YOUR OBJECTIVE: The entries below should appear again in your reply, word for word.

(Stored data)
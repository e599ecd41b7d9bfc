//! HTTP client for the Open Library catalog.

use crate::config::LibrisConfig;
use async_trait::async_trait;
use libris_core::{
    normalize_author, normalize_book, normalize_search, record_path, search_query, Author,
    AuthorId, AuthorResponse, BookDetail, BookId, CatalogError, CatalogSource, LibrisResult,
    SearchPage, SearchResponse, WorkResponse,
};
use serde::de::DeserializeOwned;
use std::time::Duration;

const USER_AGENT: &str = concat!("libris/", env!("CARGO_PKG_VERSION"));

#[derive(Clone)]
pub struct OpenLibraryClient {
    client: reqwest::Client,
    base_url: String,
}

impl OpenLibraryClient {
    pub fn new(config: &LibrisConfig) -> Result<Self, reqwest::Error> {
        Self::with_base_url(&config.catalog_base_url, config.request_timeout())
    }

    pub fn with_base_url(base_url: &str, timeout: Duration) -> Result<Self, reqwest::Error> {
        let client = reqwest::Client::builder()
            .timeout(timeout)
            .user_agent(USER_AGENT)
            .build()?;
        Ok(Self {
            client,
            base_url: base_url.trim_end_matches('/').to_string(),
        })
    }

    pub fn base_url(&self) -> &str {
        &self.base_url
    }

    fn url(&self, path: &str) -> String {
        if path.starts_with('/') {
            format!("{}{}", self.base_url, path)
        } else {
            format!("{}/{}", self.base_url, path)
        }
    }

    fn search_request(&self, filter: &str, page: u32) -> reqwest::RequestBuilder {
        self.client
            .get(self.url("/search.json"))
            .query(&search_query(filter, page))
    }

    async fn get_json<T: DeserializeOwned>(
        &self,
        request: reqwest::RequestBuilder,
        url: &str,
    ) -> Result<T, CatalogError> {
        let response = request.send().await.map_err(|e| transport_error(url, &e))?;
        self.parse_response(response, url).await
    }

    async fn parse_response<T: DeserializeOwned>(
        &self,
        response: reqwest::Response,
        url: &str,
    ) -> Result<T, CatalogError> {
        let status = response.status();
        if !status.is_success() {
            return Err(CatalogError::Status {
                status: status.as_u16(),
                url: url.to_string(),
            });
        }
        let bytes = response
            .bytes()
            .await
            .map_err(|e| transport_error(url, &e))?;
        serde_json::from_slice(&bytes).map_err(|e| CatalogError::Decode {
            url: url.to_string(),
            reason: e.to_string(),
        })
    }
}

fn transport_error(url: &str, err: &reqwest::Error) -> CatalogError {
    let reason = if err.is_timeout() {
        "request timed out".to_string()
    } else {
        err.to_string()
    };
    CatalogError::Transport {
        url: url.to_string(),
        reason,
    }
}

#[async_trait]
impl CatalogSource for OpenLibraryClient {
    async fn search_books(&self, filter: &str, page: u32) -> LibrisResult<SearchPage> {
        let url = self.url("/search.json");
        tracing::debug!(filter, page, "Searching catalog");
        let response: SearchResponse = self.get_json(self.search_request(filter, page), &url).await?;
        Ok(normalize_search(response, filter))
    }

    async fn get_book(&self, id: &BookId) -> LibrisResult<BookDetail> {
        let url = self.url(&record_path(id.as_str()));
        tracing::debug!(book = %id, "Fetching book");
        let response: WorkResponse = self.get_json(self.client.get(&url), &url).await?;
        Ok(normalize_book(response))
    }

    async fn get_author(&self, id: &AuthorId) -> LibrisResult<Author> {
        let url = self.url(&record_path(id.as_str()));
        tracing::debug!(author = %id, "Fetching author");
        let response: AuthorResponse = self.get_json(self.client.get(&url), &url).await?;
        Ok(normalize_author(response))
    }
}

#[cfg(test)]
mod tests {
    use super::*;
    use libris_core::{PAGE_SIZE, SEARCH_FIELDS};

    fn client(base: &str) -> OpenLibraryClient {
        OpenLibraryClient::with_base_url(base, Duration::from_secs(5)).unwrap()
    }

    #[test]
    fn test_trailing_slash_is_trimmed() {
        let client = client("https://openlibrary.org/");
        assert_eq!(client.base_url(), "https://openlibrary.org");
        assert_eq!(
            client.url("/works/OL1W.json"),
            "https://openlibrary.org/works/OL1W.json"
        );
    }

    #[test]
    fn test_search_request_carries_paging_and_fields() {
        let request = client("https://openlibrary.org")
            .search_request("the lord of the rings", 3)
            .build()
            .unwrap();
        let url = request.url();
        assert_eq!(url.path(), "/search.json");

        let pairs: Vec<(String, String)> = url
            .query_pairs()
            .map(|(k, v)| (k.into_owned(), v.into_owned()))
            .collect();
        let get = |name: &str| {
            pairs
                .iter()
                .find(|(k, _)| k == name)
                .map(|(_, v)| v.as_str())
        };
        assert_eq!(get("q"), Some("the lord of the rings"));
        assert_eq!(get("page"), Some("3"));
        assert_eq!(get("limit"), Some(PAGE_SIZE.to_string().as_str()));
        assert_eq!(get("fields"), Some(SEARCH_FIELDS));
    }

    #[tokio::test]
    async fn test_unreachable_host_is_transport_error() {
        let client = OpenLibraryClient::with_base_url(
            "http://127.0.0.1:9",
            Duration::from_millis(500),
        )
        .unwrap();
        let err = client.get_book(&BookId::new("/works/OL1W")).await.unwrap_err();
        assert!(matches!(
            err,
            libris_core::LibrisError::Catalog(CatalogError::Transport { .. })
        ));
    }
}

EXPECTED OUTPUT:
repository e599ecd41b7d9bfc
//! HTTP client for the Open Library catalog.

use crate::config::LibrisConfig;
use async_trait::async_trait;
use libris_core::{
    normalize_author, normalize_book, normalize_search, record_path, search_query, Author,
    AuthorId, AuthorResponse, BookDetail, BookId, CatalogError, CatalogSource, LibrisResult,
    SearchPage, SearchResponse, WorkResponse,
};
use serde::de::DeserializeOwned;
use std::time::Duration;

const USER_AGENT: &str = concat!("libris/", env!("CARGO_PKG_VERSION"));

#[derive(Clone)]
pub struct OpenLibraryClient {
    client: reqwest::Client,
    base_url: String,
}

impl OpenLibraryClient {
    pub fn new(config: &LibrisConfig) -> Result<Self, reqwest::Error> {
        Self::with_base_url(&config.catalog_base_url, config.request_timeout())
    }

    pub fn with_base_url(base_url: &str, timeout: Duration) -> Result<Self, reqwest::Error> {
        let client = reqwest::Client::builder()
            .timeout(timeout)
            .user_agent(USER_AGENT)
            .build()?;
        Ok(Self {
            client,
            base_url: base_url.trim_end_matches('/').to_string(),
        })
    }

    pub fn base_url(&self) -> &str {
        &self.base_url
    }

    fn url(&self, path: &str) -> String {
        if path.starts_with('/') {
            format!("{}{}", self.base_url, path)
        } else {
            format!("{}/{}", self.base_url, path)
        }
    }

    fn search_request(&self, filter: &str, page: u32) -> reqwest::RequestBuilder {
        self.client
            .get(self.url("/search.json"))
            .query(&search_query(filter, page))
    }

    async fn get_json<T: DeserializeOwned>(
        &self,
        request: reqwest::RequestBuilder,
        url: &str,
    ) -> Result<T, CatalogError> {
        let response = request.send().await.map_err(|e| transport_error(url, &e))?;
        self.parse_response(response, url).await
    }

    async fn parse_response<T: DeserializeOwned>(
        &self,
        response: reqwest::Response,
        url: &str,
    ) -> Result<T, CatalogError> {
        let status = response.status();
        if !status.is_success() {
            return Err(CatalogError::Status {
                status: status.as_u16(),
                url: url.to_string(),
            });
        }
        let bytes = response
            .bytes()
            .await
            .map_err(|e| transport_error(url, &e))?;
        serde_json::from_slice(&bytes).map_err(|e| CatalogError::Decode {
            url: url.to_string(),
            reason: e.to_string(),
        })
    }
}

fn transport_error(url: &str, err: &reqwest::Error) -> CatalogError {
    let reason = if err.is_timeout() {
        "request timed out".to_string()
    } else {
        err.to_string()
    };
    CatalogError::Transport {
        url: url.to_string(),
        reason,
    }
}

#[async_trait]
impl CatalogSource for OpenLibraryClient {
    async fn search_books(&self, filter: &str, page: u32) -> LibrisResult<SearchPage> {
        let url = self.url("/search.json");
        tracing::debug!(filter, page, "Searching catalog");
        let response: SearchResponse = self.get_json(self.search_request(filter, page), &url).await?;
        Ok(normalize_search(response, filter))
    }

    async fn get_book(&self, id: &BookId) -> LibrisResult<BookDetail> {
        let url = self.url(&record_path(id.as_str()));
        tracing::debug!(book = %id, "Fetching book");
        let response: WorkResponse = self.get_json(self.client.get(&url), &url).await?;
        Ok(normalize_book(response))
    }

    async fn get_author(&self, id: &AuthorId) -> LibrisResult<Author> {
        let url = self.url(&record_path(id.as_str()));
        tracing::debug!(author = %id, "Fetching author");
        let response: AuthorResponse = self.get_json(self.client.get(&url), &url).await?;
        Ok(normalize_author(response))
    }
}

#[cfg(test)]
mod tests {
    use super::*;
    use libris_core::{PAGE_SIZE, SEARCH_FIELDS};

    fn client(base: &str) -> OpenLibraryClient {
        OpenLibraryClient::with_base_url(base, Duration::from_secs(5)).unwrap()
    }

    #[test]
    fn test_trailing_slash_is_trimmed() {
        let client = client("https://openlibrary.org/");
        assert_eq!(client.base_url(), "https://openlibrary.org");
        assert_eq!(
            client.url("/works/OL1W.json"),
            "https://openlibrary.org/works/OL1W.json"
        );
    }

    #[test]
    fn test_search_request_carries_paging_and_fields() {
        let request = client("https://openlibrary.org")
            .search_request("the lord of the rings", 3)
            .build()
            .unwrap();
        let url = request.url();
        assert_eq!(url.path(), "/search.json");

        let pairs: Vec<(String, String)> = url
            .query_pairs()
            .map(|(k, v)| (k.into_owned(), v.into_owned()))
            .collect();
        let get = |name: &str| {
            pairs
                .iter()
                .find(|(k, _)| k == name)
                .map(|(_, v)| v.as_str())
        };
        assert_eq!(get("q"), Some("the lord of the rings"));
        assert_eq!(get("page"), Some("3"));
        assert_eq!(get("limit"), Some(PAGE_SIZE.to_string().as_str()));
        assert_eq!(get("fields"), Some(SEARCH_FIELDS));
    }

    #[tokio::test]
    async fn test_unreachable_host_is_transport_error() {
        let client = OpenLibraryClient::with_base_url(
            "http://127.0.0.1:9",
            Duration::from_millis(500),
        )
        .unwrap();
        let err = client.get_book(&BookId::new("/works/OL1W")).await.unwrap_err();
        assert!(matches!(
            err,
            libris_core::LibrisError::Catalog(CatalogError::Transport { .. })
        ));
    }
}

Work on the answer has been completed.